The reserachers concluded that eating one avocado a day was associated with lower levels of bad cholesterol in overweight or obese adults after conducting a randomized, controlled feeding study.
“We were able to show that when people incorporated one avocado a day into their diet, they had fewer small, dense LDL particles than before the diet,” says distinguished professor of nutrition Penny Kris-Etherton in a release. “Consequently, people should consider adding avocados to their diet in a healthy way, like on whole-wheat toast or as a veggie dip.”
LDL particles are harmful as they promote buildup of plaque in the arteries, avocados help to do away with LDL particles that have been oxidized within the body; the process of oxidation is harmful to the body in the same way that oxygen can damage food, think of a sliced apple that eventually turns brown as an example.
“A lot of research points to oxidation being the basis for conditions like cancer and heart disease,” Kris-Etherton explains. “We know that when LDL particles become oxidized, that starts a chain reaction that can promote atherosclerosis, which is the build-up of plaque in the artery wall. Oxidation is not good, so if you can help protect the body through the foods that you eat, that could be very beneficial.”
Avocados have previously been shown to help reduce bad cholesterol, this study focused on whether they could also help to reduce the oxidized LDL particles. 45 adult participants who were either over weight or obese were involoved in this study. Participants followed an initial 3 week diet designed to mimic a typical American diet to put all of the participants beginning on similar nutritional footing. Each participant then took part in 5 weeks of three separate diets assigned in a random order: a low fat diet, a moderate fat diet, and a moderate fat diet including a daily avocado; while in the no avocado diets participants made up for the lack by consuming extra healthy fats designed to mimic the amount of monounsaturated fatty acids they contain.
Participants displayed significantly lower levels of oxidized LDL cholesterol after the 5 week avocado diet as compared to the beginning of the study, or after completing the other 2 diet assignments; there was a clear reduction in small dense oxidized LDL cholesterol particles, and after the avocado diet participants exhibited beneficial levels of lutein antioxidants.

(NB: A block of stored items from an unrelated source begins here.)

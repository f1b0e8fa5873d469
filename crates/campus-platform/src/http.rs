//! HTTP adapter for the campus backend.
//!
//! Implements every campus-core port against the backend's JSON routes.
//! Uses browser `fetch()` via gloo-net for WASM compatibility.

use async_trait::async_trait;
use gloo_net::http::{Request, Response};
use serde::de::DeserializeOwned;
use serde::Deserialize;
use serde_json::Value;

use campus_core::ports::*;
use campus_types::{
    DashboardError, Result,
    analytics::AnalyticsReport,
    api::{ChatReply, ChatRequest, ConversationHistory, ConversationList},
    config::{DashboardConfig, Endpoints},
    conversation::ConversationId,
    student::{DeleteAck, NewStudent, Student, StudentId},
};

/// Client for the campus backend. Cheap to rebuild when the base URL changes.
#[derive(Debug, Clone)]
pub struct HttpBackend {
    endpoints: Endpoints,
}

impl HttpBackend {
    pub fn new(config: &DashboardConfig) -> Self {
        Self {
            endpoints: config.endpoints(),
        }
    }

    pub fn endpoints(&self) -> &Endpoints {
        &self.endpoints
    }

    async fn get_json<T: DeserializeOwned>(&self, url: &str) -> Result<T> {
        let response = Request::get(url)
            .send()
            .await
            .map_err(|e| DashboardError::Network(e.to_string()))?;
        read_json(response).await
    }
}

/// Decode a successful response, or turn a failed one into `DashboardError::Http`.
async fn read_json<T: DeserializeOwned>(response: Response) -> Result<T> {
    if !response.ok() {
        let status = response.status();
        let body = response.text().await.unwrap_or_default();
        return Err(http_error(status, &body));
    }
    response
        .json()
        .await
        .map_err(|e| DashboardError::Serialization(e.to_string()))
}

#[derive(Deserialize)]
struct ErrorBody {
    detail: Value,
}

/// Build the error for a non-success status. Uses the backend's `detail`
/// field when the body carries one.
pub fn http_error(status: u16, body: &str) -> DashboardError {
    let message = match serde_json::from_str::<ErrorBody>(body) {
        Ok(ErrorBody {
            detail: Value::String(detail),
        }) => detail,
        Ok(ErrorBody { detail }) => detail.to_string(),
        Err(_) if body.trim().is_empty() => "unknown error".to_string(),
        Err(_) => body.trim().to_string(),
    };
    DashboardError::Http { status, message }
}

// ─── Chat ────────────────────────────────────────────────────

#[async_trait(?Send)]
impl ChatBackendPort for HttpBackend {
    async fn list_conversations(&self) -> Result<Vec<ConversationId>> {
        let list: ConversationList = self.get_json(&self.endpoints.conversations()).await?;
        log::debug!("Backend lists {} conversations", list.conversation_ids.len());
        Ok(list.conversation_ids)
    }

    async fn fetch_conversation(&self, id: &ConversationId) -> Result<ConversationHistory> {
        self.get_json(&self.endpoints.conversation(id)).await
    }

    async fn send_message(&self, req: ChatRequest) -> Result<ChatReply> {
        let response = Request::post(&self.endpoints.chat())
            .json(&req)
            .map_err(|e| DashboardError::Serialization(e.to_string()))?
            .send()
            .await
            .map_err(|e| DashboardError::Network(e.to_string()))?;
        read_json(response).await
    }
}

// ─── Students ────────────────────────────────────────────────

#[async_trait(?Send)]
impl StudentServicePort for HttpBackend {
    async fn list_students(&self) -> Result<Vec<Student>> {
        self.get_json(&self.endpoints.students()).await
    }

    async fn create_student(&self, student: NewStudent) -> Result<Student> {
        let response = Request::post(&self.endpoints.students())
            .json(&student)
            .map_err(|e| DashboardError::Serialization(e.to_string()))?
            .send()
            .await
            .map_err(|e| DashboardError::Network(e.to_string()))?;
        let created: Student = read_json(response).await?;
        log::info!("Created student {}", created.id);
        Ok(created)
    }

    async fn delete_student(&self, id: &StudentId) -> Result<()> {
        let response = Request::delete(&self.endpoints.student(id))
            .send()
            .await
            .map_err(|e| DashboardError::Network(e.to_string()))?;
        let ack: DeleteAck = read_json(response).await?;
        log::info!("Deleted student {}", ack.deleted);
        Ok(())
    }
}

// ─── Analytics ───────────────────────────────────────────────

#[async_trait(?Send)]
impl AnalyticsPort for HttpBackend {
    async fn fetch_analytics(&self) -> Result<AnalyticsReport> {
        self.get_json(&self.endpoints.analytics()).await
    }
}
//! Analytics view model: turns the backend report into cards and chart rows.

use campus_types::{
    Result,
    analytics::AnalyticsReport,
    student::Student,
};

use crate::ports::AnalyticsPort;

/// Department slice colors, cycled by index
pub const DEPARTMENT_PALETTE: [[u8; 3]; 6] = [
    [0x8B, 0x5C, 0xF6],
    [0x3B, 0x82, 0xF6],
    [0x10, 0xB9, 0x81],
    [0xF5, 0x9E, 0x0B],
    [0xEF, 0x44, 0x44],
    [0xFB, 0xBF, 0x24],
];

#[derive(Debug, Clone, PartialEq, Eq)]
pub struct StatCard {
    pub title: &'static str,
    pub value: String,
}

#[derive(Debug, Clone, PartialEq)]
pub struct DepartmentSlice {
    pub department: String,
    pub count: u64,
    /// Fraction of all listed students, 0.0..=1.0
    pub share: f32,
    pub color: [u8; 3],
}

/// One bar per recently active student
#[derive(Debug, Clone, PartialEq, Eq)]
pub struct ActivityBar {
    pub name: String,
    pub logins: u32,
}

#[derive(Debug, Clone, PartialEq)]
pub struct AnalyticsSummary {
    pub stats: Vec<StatCard>,
    pub departments: Vec<DepartmentSlice>,
    pub activity: Vec<ActivityBar>,
    pub recent: Vec<Student>,
}

impl AnalyticsSummary {
    pub fn from_report(report: AnalyticsReport) -> Self {
        let stats = vec![
            StatCard {
                title: "Total Students",
                value: report.total_students.to_string(),
            },
            StatCard {
                title: "Recently Onboarded",
                value: report.recent_students.len().to_string(),
            },
            StatCard {
                title: "Active Last 7 Days",
                value: report.active_last_7_days.len().to_string(),
            },
            // The backend has no history to compute growth from.
            StatCard {
                title: "Growth Rate",
                value: "N/A".to_string(),
            },
        ];

        let listed: u64 = report.by_department.iter().map(|d| d.count).sum();
        let departments = report
            .by_department
            .into_iter()
            .enumerate()
            .map(|(idx, dept)| DepartmentSlice {
                share: if listed == 0 {
                    0.0
                } else {
                    dept.count as f32 / listed as f32
                },
                department: dept.department,
                count: dept.count,
                color: DEPARTMENT_PALETTE[idx % DEPARTMENT_PALETTE.len()],
            })
            .collect();

        let activity = report
            .active_last_7_days
            .iter()
            .map(|s| ActivityBar {
                name: s.name.clone(),
                logins: 1,
            })
            .collect();

        Self {
            stats,
            departments,
            activity,
            recent: report.recent_students,
        }
    }
}

/// Loading state plus the last summary
#[derive(Debug, Clone, Default)]
pub struct AnalyticsView {
    summary: Option<AnalyticsSummary>,
    loading: bool,
}

impl AnalyticsView {
    pub fn new() -> Self {
        Self::default()
    }

    pub fn begin_load(&mut self) {
        self.loading = true;
    }

    pub fn apply_loaded(&mut self, result: Result<AnalyticsReport>) {
        self.loading = false;
        match result {
            Ok(report) => self.summary = Some(AnalyticsSummary::from_report(report)),
            Err(e) => {
                log::error!("Failed to fetch analytics: {}", e);
                self.summary = None;
            }
        }
    }

    pub async fn load(&mut self, port: &dyn AnalyticsPort) {
        self.begin_load();
        let result = port.fetch_analytics().await;
        self.apply_loaded(result);
    }

    pub fn summary(&self) -> Option<&AnalyticsSummary> {
        self.summary.as_ref()
    }

    pub fn is_loading(&self) -> bool {
        self.loading
    }
}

“When you think about bad cholesterol, it comes packaged in LDL particles, which vary in size,” Kris-Etherton comments. “All LDL is bad, but small, dense LDL is particularly bad. A key finding was that people on the avocado diet had fewer oxidized LDL particles. They also had more lutein, which may be the bioactive that’s protecting the LDL from being oxidized.”
Because the moderate fat diet without avocado was designed to include the same amount of monounsaturated fatty acids the disparity results among the diets indicates that avocados must contain additional bio-actives that help to combat bad cholesterol, according to the researchers.
“Nutrition research on avocados is a relatively new area of study, so I think we’re at the tip of the iceberg for learning about their health benefits,” Kris-Etherton concludes. “Avocados are really high in healthy fats, carotenoids — which are important for eye health — and other nutrients. They are such a nutrient-dense package, and I think we’re just beginning to learn about how they can improve health.”